*** Provided records Section Begins ***
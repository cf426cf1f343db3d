//! 变化指数计算器
//!
//! 以整段序列逐日变化率的振幅 (最大值 - 最小值) 衡量波动，
//! 用于 1 日 / 3 日预警评分这种每个指标只需要一个严重度的场景。

use crate::config::LevelThresholds;
use crate::models::{ChangeIndex, Direction, RollingMoments, TimeDimensionProfile, VolatilityLevel};
use crate::stats::{mean, rolling_mean, standard_deviation};

/// 返回 `None` 表示有效样本不足，由调用方在输出边界换成 `ChangeIndex::neutral()`。
pub fn calculate_change_index(values: &[f64], thresholds: &LevelThresholds) -> Option<ChangeIndex> {
    if values.len() < 2 {
        return None;
    }
    let positive: Vec<f64> = values.iter().copied().filter(|v| *v > 0.0).collect();
    if positive.len() < 2 {
        return None;
    }

    let daily_rates: Vec<f64> = positive
        .windows(2)
        .filter(|pair| pair[0] > 0.0)
        .map(|pair| (pair[1] - pair[0]) / pair[0])
        .collect();
    if daily_rates.is_empty() {
        return None;
    }

    let direction = Direction::from_sign(mean(&daily_rates));

    let max = daily_rates.iter().copied().fold(f64::NEG_INFINITY, f64::max);
    let min = daily_rates.iter().copied().fold(f64::INFINITY, f64::min);
    let strength = ((max - min) * 100.0).clamp(0.0, 100.0);

    Some(ChangeIndex {
        direction,
        strength,
        level: VolatilityLevel::from_strength(strength, thresholds),
    })
}

/// 为每个时间维度 `d` 构建 `d` 日滚动均值序列，再求其变化指数与均值 / 标准差。
///
/// 结果与 `dimensions` 一一对齐；`d = 1` 即原始正值序列本身。
pub fn time_dimension_profile(
    values: &[f64],
    dimensions: &[usize],
    thresholds: &LevelThresholds,
) -> Vec<TimeDimensionProfile> {
    let positive: Vec<f64> = values.iter().copied().filter(|v| *v > 0.0).collect();

    dimensions
        .iter()
        .map(|&dimension| {
            let series = rolling_mean(&positive, dimension);
            TimeDimensionProfile {
                dimension,
                change_index: calculate_change_index(&series, thresholds).unwrap_or_else(ChangeIndex::neutral),
                moments: RollingMoments {
                    average: mean(&series),
                    std_dev: standard_deviation(&series, true),
                },
            }
        })
        .collect()
}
*** Provided records Section Ends ***
§ Task objective:
Make an exact copy of all the lines above.

§ Output below:
repository cf426cf1f343db3d
//! 变化指数计算器
//!
//! 以整段序列逐日变化率的振幅 (最大值 - 最小值) 衡量波动，
//! 用于 1 日 / 3 日预警评分这种每个指标只需要一个严重度的场景。

use crate::config::LevelThresholds;
use crate::models::{ChangeIndex, Direction, RollingMoments, TimeDimensionProfile, VolatilityLevel};
use crate::stats::{mean, rolling_mean, standard_deviation};

/// 返回 `None` 表示有效样本不足，由调用方在输出边界换成 `ChangeIndex::neutral()`。
pub fn calculate_change_index(values: &[f64], thresholds: &LevelThresholds) -> Option<ChangeIndex> {
    if values.len() < 2 {
        return None;
    }
    let positive: Vec<f64> = values.iter().copied().filter(|v| *v > 0.0).collect();
    if positive.len() < 2 {
        return None;
    }

    let daily_rates: Vec<f64> = positive
        .windows(2)
        .filter(|pair| pair[0] > 0.0)
        .map(|pair| (pair[1] - pair[0]) / pair[0])
        .collect();
    if daily_rates.is_empty() {
        return None;
    }

    let direction = Direction::from_sign(mean(&daily_rates));

    let max = daily_rates.iter().copied().fold(f64::NEG_INFINITY, f64::max);
    let min = daily_rates.iter().copied().fold(f64::INFINITY, f64::min);
    let strength = ((max - min) * 100.0).clamp(0.0, 100.0);

    Some(ChangeIndex {
        direction,
        strength,
        level: VolatilityLevel::from_strength(strength, thresholds),
    })
}

/// 为每个时间维度 `d` 构建 `d` 日滚动均值序列，再求其变化指数与均值 / 标准差。
///
/// 结果与 `dimensions` 一一对齐；`d = 1` 即原始正值序列本身。
pub fn time_dimension_profile(
    values: &[f64],
    dimensions: &[usize],
    thresholds: &LevelThresholds,
) -> Vec<TimeDimensionProfile> {
    let positive: Vec<f64> = values.iter().copied().filter(|v| *v > 0.0).collect();

    dimensions
        .iter()
        .map(|&dimension| {
            let series = rolling_mean(&positive, dimension);
            TimeDimensionProfile {
                dimension,
                change_index: calculate_change_index(&series, thresholds).unwrap_or_else(ChangeIndex::neutral),
                moments: RollingMoments {
                    average: mean(&series),
                    std_dev: standard_deviation(&series, true),
                },
            }
        })
        .collect()
}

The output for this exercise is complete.